The decision of Maine Democrats to launch a ballot initiative to restore same-day voter registration shows why the Party has lost its relevance. While Maine residents endure unemployment, under-employment, a collapsing housing market, reductions to education spending etc., Democrats are consumed with restoring the right to register and vote on the same day.
Speaking from my own experience, as a lifelong registered Democrat and as someone who has moved from state to state at least a half dozen times, and from towns within states many more times than that, I can’t understand why it’s so hard to register to vote 2 days ahead of an election. It isn’t as though registration is required every election or even every year. Once you have registered to vote, until you move, you don’t have to go through the process again.

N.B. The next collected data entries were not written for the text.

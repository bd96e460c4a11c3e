//! Helpers for running child processes with timeouts and bounded output.

use std::process::{ExitStatus, Stdio};
use std::time::Duration;

use anyhow::{Context, Result, anyhow};
use tokio::io::{AsyncRead, AsyncReadExt, AsyncWriteExt};
use tokio::process::Command;
use tokio::task::JoinHandle;
use tracing::{debug, error, instrument, warn};

/// How long to wait for output readers after the child has exited.
const DRAIN_GRACE: Duration = Duration::from_secs(2);

/// Captured child process output.
#[derive(Debug)]
pub struct CommandOutput {
    pub status: ExitStatus,
    pub stdout: Vec<u8>,
    pub stderr: Vec<u8>,
    pub stdout_truncated: usize,
    pub stderr_truncated: usize,
    pub timed_out: bool,
}

impl CommandOutput {
    pub fn stdout_lossy(&self) -> String {
        String::from_utf8_lossy(&self.stdout).into_owned()
    }

    pub fn stderr_lossy(&self) -> String {
        String::from_utf8_lossy(&self.stderr).into_owned()
    }
}

/// Run a command with a timeout and capture stdout/stderr without risking pipe deadlocks.
///
/// Output is read concurrently while the child runs. `output_limit_bytes` bounds the amount of
/// stdout/stderr stored in memory (bytes beyond this are discarded while still draining the pipe).
/// On timeout the child is killed and `timed_out` is set.
#[instrument(skip_all, fields(timeout_secs = timeout.as_secs(), output_limit_bytes))]
pub async fn run_command_with_timeout(
    mut cmd: Command,
    stdin: Option<&[u8]>,
    timeout: Duration,
    output_limit_bytes: usize,
) -> Result<CommandOutput> {
    if stdin.is_some() {
        cmd.stdin(Stdio::piped());
    } else {
        cmd.stdin(Stdio::null());
    }
    cmd.stdout(Stdio::piped())
        .stderr(Stdio::piped())
        .kill_on_drop(true);

    debug!("spawning child process");
    let mut child = match cmd.spawn() {
        Ok(c) => c,
        Err(e) => {
            error!(err = %e, "failed to spawn command");
            return Err(e).context("spawn command");
        }
    };

    if let Some(input) = stdin {
        let mut child_stdin = child
            .stdin
            .take()
            .ok_or_else(|| anyhow!("stdin was not piped"))?;
        child_stdin.write_all(input).await.context("write stdin")?;
    }

    let stdout = child
        .stdout
        .take()
        .ok_or_else(|| anyhow!("stdout was not piped"))?;
    let stderr = child
        .stderr
        .take()
        .ok_or_else(|| anyhow!("stderr was not piped"))?;

    let stdout_handle = tokio::spawn(read_stream_limited(stdout, output_limit_bytes));
    let stderr_handle = tokio::spawn(read_stream_limited(stderr, output_limit_bytes));

    let mut timed_out = false;
    let status = match tokio::time::timeout(timeout, child.wait()).await {
        Ok(status) => status.context("wait for command")?,
        Err(_) => {
            warn!(
                timeout_secs = timeout.as_secs(),
                "command timed out, killing"
            );
            timed_out = true;
            child.kill().await.context("kill command")?;
            child.wait().await.context("wait command after kill")?
        }
    };

    let (stdout, stdout_truncated) = join_output(stdout_handle).await.context("join stdout")?;
    let (stderr, stderr_truncated) = join_output(stderr_handle).await.context("join stderr")?;

    if stdout_truncated > 0 || stderr_truncated > 0 {
        warn!(stdout_truncated, stderr_truncated, "output truncated");
    }

    debug!(exit_code = ?status.code(), timed_out, "command finished");
    Ok(CommandOutput {
        status,
        stdout,
        stderr,
        stdout_truncated,
        stderr_truncated,
        timed_out,
    })
}

/// Wait for a reader task. A grandchild still holding the pipe is abandoned after a grace period.
async fn join_output(mut handle: JoinHandle<Result<(Vec<u8>, usize)>>) -> Result<(Vec<u8>, usize)> {
    match tokio::time::timeout(DRAIN_GRACE, &mut handle).await {
        Ok(Ok(result)) => result,
        Ok(Err(err)) => Err(anyhow!("output reader task failed: {err}")),
        Err(_) => {
            warn!("output pipe still open after exit, abandoning reader");
            handle.abort();
            Ok((Vec::new(), 0))
        }
    }
}

async fn read_stream_limited<R>(mut reader: R, limit: usize) -> Result<(Vec<u8>, usize)>
where
    R: AsyncRead + Unpin,
{
    let mut buf = Vec::new();
    let mut truncated = 0usize;
    let mut chunk = [0u8; 8192];
    loop {
        let n = reader.read(&mut chunk).await.context("read stream")?;
        if n == 0 {
            break;
        }
        let remaining = limit.saturating_sub(buf.len());
        if remaining > 0 {
            let take = remaining.min(n);
            buf.extend_from_slice(&chunk[..take]);
            truncated += n - take;
        } else {
            truncated += n;
        }
    }
    Ok((buf, truncated))
}
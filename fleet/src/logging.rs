//! Development-time tracing for debugging tournaments.
//!
//! - **Tracing (this module)**: diagnostics via `RUST_LOG`, written to stderr.
//!   Not part of the product output.
//! - **Artifacts (`io/artifacts`)**: tournament summary, winner source, and
//!   pull request bodies. Always written, unaffected by `RUST_LOG`.

use tracing_subscriber::{EnvFilter, fmt, layer::SubscriberExt, util::SubscriberInitExt};

/// Initialize the tracing subscriber.
///
/// Reads `RUST_LOG`, defaulting to `warn`. Output: stderr, compact format.
///
/// # Example
/// ```bash
/// RUST_LOG=fleet=debug fleet run "rate limiter" "token bucket" "sliding window" --repo .
/// ```
pub fn init() {
    let filter = EnvFilter::try_from_default_env().unwrap_or_else(|_| EnvFilter::new("warn"));

    tracing_subscriber::registry()
        .with(filter)
        .with(fmt::layer().with_writer(std::io::stderr).compact())
        .init();
}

I started to wonder what was going on with the Maine Democratic Party when it was discovered that two Super Delegates to the 2008 National Democratic Convention were no longer residents of the State: former Governor Kenneth Curtis and former Senator George Mitchell. Didn’t anyone at the State Party know that Curtis moved to Florida - probably to avoid Maine income tax - and that Mitchell was living elsewhere?
Another alarm went off when the State Party chose to engage in a reputation-slurring, racist campaign against gubernatorial candidate Eliot Cutler in the fall of 2010. Does anyone remember the mass-mailed fortune cookie flyers? Cutler’s time in China was portrayed as anti-union and his sin was to perform work for a company that conducted business in China.
An email to the Maine Democratic Party headquarters in an attempt to find out who was responsible for the offensive mailing produced no answers. Someone did send me a lengthy diatribe about Cutler’s character in case the fortune-cookie flyer was too subtle. Rather than an explanation taking responsibility for the flyer, I got a lecture. This is understandable as the Party seems incapable of anything but preaching to the converted.
There were also numerous Kamikaze-like emails and phone calls during the final weeks before the election directing union members - state employees and teachers mostly - to vote for Libby Mitchell rather than Cutler even as Mitchell was tanking in the polls while Cutler began to surge. The Democrats deserve much credit for handing the election to Paul LePage. Defeat snatched from the jaws of victory.
My final beef has to do with Maine being a caucus state. This may not be the Party’s fault but while I’m at it, I’m going to lay the blame on them.
The caucus system is a charade of a true election. It’s something I experienced while living in Iowa and it’s a combination of much ado about nothing and a joke. If you can’t be there, you don’t get to vote. Attempts have been made to eliminate the caucus in favor of the more democratic secret ballot system which would permit absentee voting but there’s no reason to change things when a few in leadership control the process.
The last Maine State Democratic caucus, at which Barack Obama was named the victor, was disorganized and lasted well beyond its scheduled length, forcing some attendees to leave before actually casting their votes. That’s democracy in action! Whoever was in charge should be ashamed.
In Maine today there are many voters who are not registered as Republicans or Democrats. People are abandoning party affiliation and identifying themselves as Independents or members of the Green Party. Since these folks don’t vote in primaries (unless they temporarily register as Republican or Democrat prior to the primary) both parties end up nominating people to run on their ticket who come from an extreme position.
Which brings me to the last peeve about Maine Democrats: too many folks come to the party at primary time. There’s no better way to surprise voters than to run 6 to 8 candidates in a primary. Understandably, no one controls such things and it is anyone’s right to run. But isn’t there a way to ask some to check their egos and hold back for another time rather than encourage a baseball team’s worth of candidates?
It’s great to rant about these things but the sad truth is nothing will change. The only option left is to move on to another party or become one of the “unenrolled”. That title has a desperate quality to it. Sounds like my kind of group to affiliate with.